Democracy is a system of government under which the people exercise their governing power either directly or indirectly through representatives periodically elected by them. Democracy as a concept is a set of ideals, institutions and process of governance that allow the broad mass of the people to choose their leaders and that guarantees them a broad range of civic rights. It has been defined as the government of the people, by the people and for the people35.
Federalism thrives on democracy and can hardly survive independent of democracy. Thus federalism is inherently democratic36.
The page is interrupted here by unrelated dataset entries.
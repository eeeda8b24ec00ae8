#![no_main]

use libfuzzer_sys::fuzz_target;

fuzz_target!(|data: &[u8]| {
    if let Ok(input) = std::str::from_utf8(data) {
        if let Ok((key, value)) = loadkit::fuzzing::parse_header_input(input) {
            debug_assert_eq!(key, key.trim());
            debug_assert_eq!(value, value.trim());
        }
    }
});
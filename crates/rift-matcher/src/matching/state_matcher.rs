use super::field::FieldMatch;
use crate::state::StateReader;
use std::collections::BTreeMap;

/// Every required key must hold exactly the expected value; +1 per satisfied key.
///
/// State is read per key at call time, so a concurrent write may be observed
/// half-way through.
pub fn state_match(required: &BTreeMap<String, String>, state: &dyn StateReader) -> FieldMatch {
    let mut result = FieldMatch::vacuous();
    for (key, expected) in required {
        if state.get(key).as_deref() == Some(expected.as_str()) {
            result.score += 1;
        } else {
            result.matched = false;
        }
    }
    result
}
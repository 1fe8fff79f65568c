//! Ordered collection of request matcher / response pairs.

use crate::error::MatchingError;
use crate::matchers::MatcherRegistry;
use crate::matching::CompiledPair;
use crate::models::RequestMatcherResponsePair;
use serde::{Deserialize, Serialize};
use std::sync::Arc;
use tracing::debug;

/// Serialized simulation: `{ "pairs": [...] }`.
#[derive(Debug, Clone, Default, PartialEq, Deserialize, Serialize)]
pub struct SimulationDocument {
    #[serde(default)]
    pub pairs: Vec<RequestMatcherResponsePair>,
}

/// Compiled simulation. Order is significant to both strategies.
#[derive(Debug, Clone, Default)]
pub struct Simulation {
    pairs: Vec<Arc<CompiledPair>>,
}

impl Simulation {
    pub fn new() -> Self {
        Self::default()
    }

    /// Compile every pair of a document, failing on the first invalid one.
    pub fn from_document(
        document: SimulationDocument,
        registry: &MatcherRegistry,
    ) -> Result<Self, MatchingError> {
        let mut simulation = Self::new();
        for pair in document.pairs {
            simulation.add_pair(pair, registry)?;
        }
        Ok(simulation)
    }

    /// Append a pair.
    pub fn add_pair(
        &mut self,
        pair: RequestMatcherResponsePair,
        registry: &MatcherRegistry,
    ) -> Result<(), MatchingError> {
        let compiled = CompiledPair::compile(pair, registry)?;
        self.pairs.push(Arc::new(compiled));
        debug!("Added pair #{} to simulation", self.pairs.len());
        Ok(())
    }

    pub fn pairs(&self) -> impl Iterator<Item = &Arc<CompiledPair>> {
        self.pairs.iter()
    }

    pub fn len(&self) -> usize {
        self.pairs.len()
    }

    pub fn is_empty(&self) -> bool {
        self.pairs.is_empty()
    }

    pub fn to_document(&self) -> SimulationDocument {
        SimulationDocument {
            pairs: self.pairs.iter().map(|p| p.source.clone()).collect(),
        }
    }
}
Democracy and federalism are of importance to the social and political phenomena in a given country that practice it. While federalism ensures that the democratic powers are shared between levels of government in a given polity, democracy aims at ensuring that the will of the majority (the electorates) is carried out in that polity while recognizing minority interests. As a result of the above, sharing of power in a large and heterogeneous nation is a possible way of ensuring democratic rule. Federalism facilitates the practice of democracy, so also does democracy to the practice of federalism; Federalism cannot thrive in the absence of democracy. Federalism affords citizens, multiple points of access, thereby enhancing opportunities for public participation, increasing the accountability and responsiveness of elected officials to the electorates and hence providing incentive for more responsive democratic government. In the broadest sense, federalism involves the linking of individuals, groups and polities in lasting but limited union in such a way as to provide for energetic pursuit of common ends while maintaining the respective integrities of all parties37. Democracy holds out promise of nationalism and self-determination to the federal components whereas such promise is more easily endangered in a non-demo- cratic federal system.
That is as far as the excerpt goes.